Rising above stress in the surgery

Following on from yesterday’s article about knowing whether you’re burnt out, Emma Courtney explains how to avoid stress in your daily practice.

A stress-free dental career doesn’t exist and nor should it.

Stress is necessary for our professional growth, but too much and it can cause problems.

Perception and coping abilities are key here and can explain why some dentists seem impervious to stressors that would bring you and I out in a cold sweat.

Why one dentist thrives and enjoys the challenge of difficult wisdom teeth or endodontics, yet for others anxiety levels spike instantly; why your colleague lights up with joy at the challenge of managing high maintenance patients through challenging, aesthetically-motivated treatment plans, but you spend your day hoping they’ll cancel or change their minds; why some love administration and management responsibilities, whilst others detest it.

Changing your mindset

We’re all different and your perception of workplace stress will depend on your experience, personality type and stressors in your personal life.

The key to rising above stress is mindset; changing the stories we tell ourselves about stress, challenging and changing our thoughts about it.

Stress in the surgery may include running late, dealing with unsuccessful treatment, staff conflicts, complaints or investigations.

For each one ask yourself: can you fix it?

Yes? Perfect, fix it don’t procrastinate, don’t leave it in the ‘too hard bucket’, get it done, get it off the list and out of your mind.

No? Then the way forward is changing your thoughts around it, how to react to it and how to let it affect you, can you minimise your exposure to it?
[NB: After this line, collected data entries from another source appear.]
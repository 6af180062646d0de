//! Static ECO code to opening name table.

/// Sorted by ECO code; lookups binary-search it. Covers the codes that
/// show up regularly in online rapid pools, not the full ECO volume set.
const ECO_OPENINGS: &[(&str, &str)] = &[
    ("A00", "Uncommon Opening"),
    ("A01", "Nimzo-Larsen Attack"),
    ("A02", "Bird's Opening"),
    ("A04", "Reti Opening"),
    ("A10", "English Opening"),
    ("A20", "English Opening"),
    ("A28", "English Opening: Four Knights"),
    ("A40", "Queen's Pawn Game"),
    ("A45", "Trompowsky Attack"),
    ("A46", "Indian Game"),
    ("A48", "London System"),
    ("B00", "Uncommon King's Pawn Opening"),
    ("B01", "Scandinavian Defense"),
    ("B02", "Alekhine's Defense"),
    ("B07", "Pirc Defense"),
    ("B10", "Caro-Kann Defense"),
    ("B12", "Caro-Kann Defense"),
    ("B20", "Sicilian Defense"),
    ("B21", "Sicilian: Smith-Morra Gambit"),
    ("B22", "Sicilian: Alapin"),
    ("B27", "Sicilian Defense"),
    ("B30", "Sicilian Defense"),
    ("B40", "Sicilian Defense"),
    ("B44", "Sicilian: Taimanov"),
    ("B50", "Sicilian Defense"),
    ("B90", "Sicilian: Najdorf"),
    ("C00", "French Defense"),
    ("C02", "French: Advance Variation"),
    ("C20", "King's Pawn Game"),
    ("C21", "Center Game"),
    ("C23", "Bishop's Opening"),
    ("C25", "Vienna Game"),
    ("C28", "Vienna Game"),
    ("C40", "King's Knight Opening"),
    ("C42", "Petrov's Defense"),
    ("C44", "Scotch Game"),
    ("C45", "Scotch Game"),
    ("C46", "Three Knights Game"),
    ("C47", "Four Knights Game"),
    ("C50", "Italian Game"),
    ("C55", "Italian Game: Two Knights"),
    ("C60", "Ruy Lopez"),
    ("C65", "Ruy Lopez: Berlin Defense"),
    ("D00", "Queen's Pawn Game"),
    ("D02", "London System"),
    ("D06", "Queen's Gambit"),
    ("D10", "Slav Defense"),
    ("D11", "Slav Defense"),
    ("D20", "Queen's Gambit Accepted"),
    ("D23", "Queen's Gambit Accepted"),
    ("D30", "Queen's Gambit Declined"),
    ("D31", "Queen's Gambit Declined"),
    ("D35", "Queen's Gambit Declined"),
    ("D37", "Queen's Gambit Declined"),
    ("D55", "Queen's Gambit Declined"),
    ("E00", "Indian Defense"),
    ("E04", "Catalan Opening"),
    ("E10", "Indian Defense"),
    ("E20", "Nimzo-Indian Defense"),
    ("E24", "Nimzo-Indian Defense"),
    ("E60", "King's Indian Defense"),
    ("E70", "King's Indian Defense"),
];

pub const UNKNOWN_OPENING: &str = "Unknown";

/// First table entry whose code starts with `prefix`, if any. The table
/// is sorted, so this is the lowest matching code.
fn prefix_match(prefix: &str) -> Option<&'static str> {
    let start = ECO_OPENINGS.partition_point(|(code, _)| *code < prefix);
    match ECO_OPENINGS.get(start) {
        Some((code, name)) if code.starts_with(prefix) => Some(name),
        _ => None,
    }
}

/// Resolves an ECO code to a human-readable opening name.
///
/// Exact match first, then the nearest 2-char and 1-char prefix match,
/// then the "Unknown" sentinel.
pub fn opening_name(eco_code: Option<&str>) -> &'static str {
    let Some(code) = eco_code.map(str::trim).filter(|s| !s.is_empty()) else {
        return UNKNOWN_OPENING;
    };

    if let Ok(idx) = ECO_OPENINGS.binary_search_by(|(key, _)| (*key).cmp(code)) {
        return ECO_OPENINGS[idx].1;
    }

    for len in [2, 1] {
        if code.len() >= len
            && code.is_char_boundary(len)
            && let Some(name) = prefix_match(&code[..len])
        {
            return name;
        }
    }

    UNKNOWN_OPENING
}
use log::warn;

/// One finished game as stored on disk, immutable once built.
///
/// Header fields stay `None` when the tag is absent; Elo values are only
/// set when the header parsed as an integer. `move_count` counts full
/// moves of the mainline (two plies per move, rounded up).
#[derive(Debug, Clone, Default)]
pub struct GameRecord {
    pub event: Option<String>,
    pub site: Option<String>,
    pub date: Option<String>,
    pub white: Option<String>,
    pub black: Option<String>,
    pub result: Option<String>,

    pub white_elo: Option<u32>,
    pub black_elo: Option<u32>,

    pub eco: Option<String>,
    pub opening: Option<String>,

    pub termination: Option<String>,
    pub time_control: Option<String>,
    pub link: Option<String>,

    pub movetext: String,
    pub move_count: u32,

    /// `None` for cleanly parsed games, accumulated messages otherwise.
    pub parse_error: Option<String>,
}

/// Result of a game from the tracked player's point of view. Doubles as
/// the storage folder name.
#[derive(Debug, Clone, Copy, PartialEq, Eq)]
pub enum GameOutcome {
    Win,
    Loss,
    Draw,
}

impl GameOutcome {
    pub const ALL: [GameOutcome; 3] = [GameOutcome::Win, GameOutcome::Loss, GameOutcome::Draw];

    pub fn folder_name(self) -> &'static str {
        match self {
            GameOutcome::Win => "win",
            GameOutcome::Loss => "loss",
            GameOutcome::Draw => "draw",
        }
    }

    pub fn from_folder_name(name: &str) -> Option<Self> {
        match name {
            "win" => Some(GameOutcome::Win),
            "loss" => Some(GameOutcome::Loss),
            "draw" => Some(GameOutcome::Draw),
            _ => None,
        }
    }

    /// Maps a Chess.com per-player result code to an outcome.
    ///
    /// Codes outside the published set classify as draw, matching how the
    /// archive treats aborted and adjudicated oddities.
    pub fn from_api_result(code: &str, game_url: &str) -> Self {
        match code {
            "win" => GameOutcome::Win,
            "checkmated" | "timeout" | "resigned" | "abandoned" => GameOutcome::Loss,
            "agreed" | "repetition" | "stalemate" | "insufficient" | "50move"
            | "timevsinsufficient" => GameOutcome::Draw,
            other => {
                warn!("Unknown result code '{other}' for game {game_url}, filing as draw");
                GameOutcome::Draw
            }
        }
    }
}
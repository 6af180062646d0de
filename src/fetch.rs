//! Download orchestration: walks the monthly archives newest-first and
//! files each rapid game's PGN under its outcome folder.

use crate::api::{ApiGame, ArchiveClient};
use crate::record::GameOutcome;

use anyhow::{Context, Result};
use log::{info, warn};
use std::fs;
use std::path::Path;

/// Only rapid games are downloaded; other pools mix in time pressure
/// effects the report is not meant to capture.
pub const TIME_CLASS: &str = "rapid";

/// Creates the win/loss/draw folders under `output_dir`.
pub fn setup_directories(output_dir: &Path) -> Result<()> {
    for outcome in GameOutcome::ALL {
        let path = output_dir.join(outcome.folder_name());
        fs::create_dir_all(&path)
            .with_context(|| format!("Failed to create directory '{}'", path.display()))?;
    }
    Ok(())
}

/// Writes the game's PGN as `game_<id>.pgn` in the outcome folder.
/// Returns false when the entry carries no PGN body.
pub fn save_game(game: &ApiGame, outcome: GameOutcome, output_dir: &Path) -> Result<bool> {
    let Some(pgn) = game.pgn.as_deref() else {
        warn!("Game {} has no PGN body, skipping", game.url);
        return Ok(false);
    };

    let path = output_dir
        .join(outcome.folder_name())
        .join(format!("game_{}.pgn", game.game_id()));
    fs::write(&path, pgn).with_context(|| format!("Failed to write '{}'", path.display()))?;
    Ok(true)
}

/// Downloads up to `target_count` finished rapid games for `username`.
///
/// Archives are visited newest-first and each month's games are taken in
/// end-time order, newest first, so the run collects the player's most
/// recent games. HTTP failures abort the run; individual games that
/// cannot be classified or stored are skipped. Returns the number saved.
pub fn run(
    client: &ArchiveClient,
    username: &str,
    target_count: usize,
    output_dir: &Path,
) -> Result<usize> {
    setup_directories(output_dir)?;

    let archives = client.archives(username)?;
    info!("Found {} archives for '{}'", archives.len(), username);

    let mut saved = 0usize;
    for archive_url in archives.iter().rev() {
        if saved >= target_count {
            break;
        }

        info!("Checking archive: {archive_url}");
        let mut games = client.monthly_games(archive_url)?;
        games.sort_by(|a, b| b.end_time.cmp(&a.end_time));

        for game in games.iter().filter(|g| g.time_class == TIME_CLASS) {
            if saved >= target_count {
                break;
            }

            let Some(outcome) = game.outcome_for(username) else {
                continue;
            };

            if save_game(game, outcome, output_dir)? {
                saved += 1;
                info!(
                    "[{saved}/{target_count}] Saved {}: {}",
                    outcome.folder_name(),
                    game.url
                );
            }
        }
    }

    Ok(saved)
}
//! Parses downloaded PGN files and writes a CSV of per-game analytics.

use anyhow::Result;
use chess_analytics::report;
use clap::Parser;
use std::path::PathBuf;

#[derive(Parser)]
#[command(name = "analyze_games")]
#[command(about = "Analyze downloaded chess PGN files and generate CSV analytics")]
struct Cli {
    /// Chess.com username, used for color and rating calculations
    username: String,

    /// Input directory with PGN files
    #[arg(long, default_value = "chess_games")]
    input: PathBuf,

    /// Output CSV file
    #[arg(long, default_value = "chess_analytics.csv")]
    output: PathBuf,
}

fn main() -> Result<()> {
    env_logger::Builder::from_env(env_logger::Env::default().default_filter_or("info")).init();
    let cli = Cli::parse();

    println!("Scanning '{}' for PGN files...", cli.input.display());
    let rows = report::collect_rows(&cli.input, &cli.username)?;

    if rows.is_empty() {
        println!("No PGN files found.");
        return Ok(());
    }

    println!("Found {} games. Generating CSV...", rows.len());
    report::write_csv(&rows, &cli.output)?;

    println!(
        "Generated '{}' with {} records.",
        cli.output.display(),
        rows.len()
    );
    Ok(())
}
Not Sure? Find out, ask others they can often add the perspective that can be so illusive when you’re right amongst it.

For the stress we can’t resolve, looking after ourselves is vital:

  • Eat well, exercise appropriately, sleep well and for long enough
  • Be kind to yourself, allow yourself failure and slip ups, trust yourself to make good decisions
  • Connect with friends, in and out of dentistry, share your worries, other people can help put them in perspective
  • Relax and find a useful daily mindfulness practice
  • Look for the joy and gratitude in all you do, laugh and enjoy living, be mindful of the balance between home and work, make distinctions between the two
  • Seek professional help, you might not realise how far down the rabbit hole you’ve fallen until you ask for help getting out.

You can cope with far more than you think.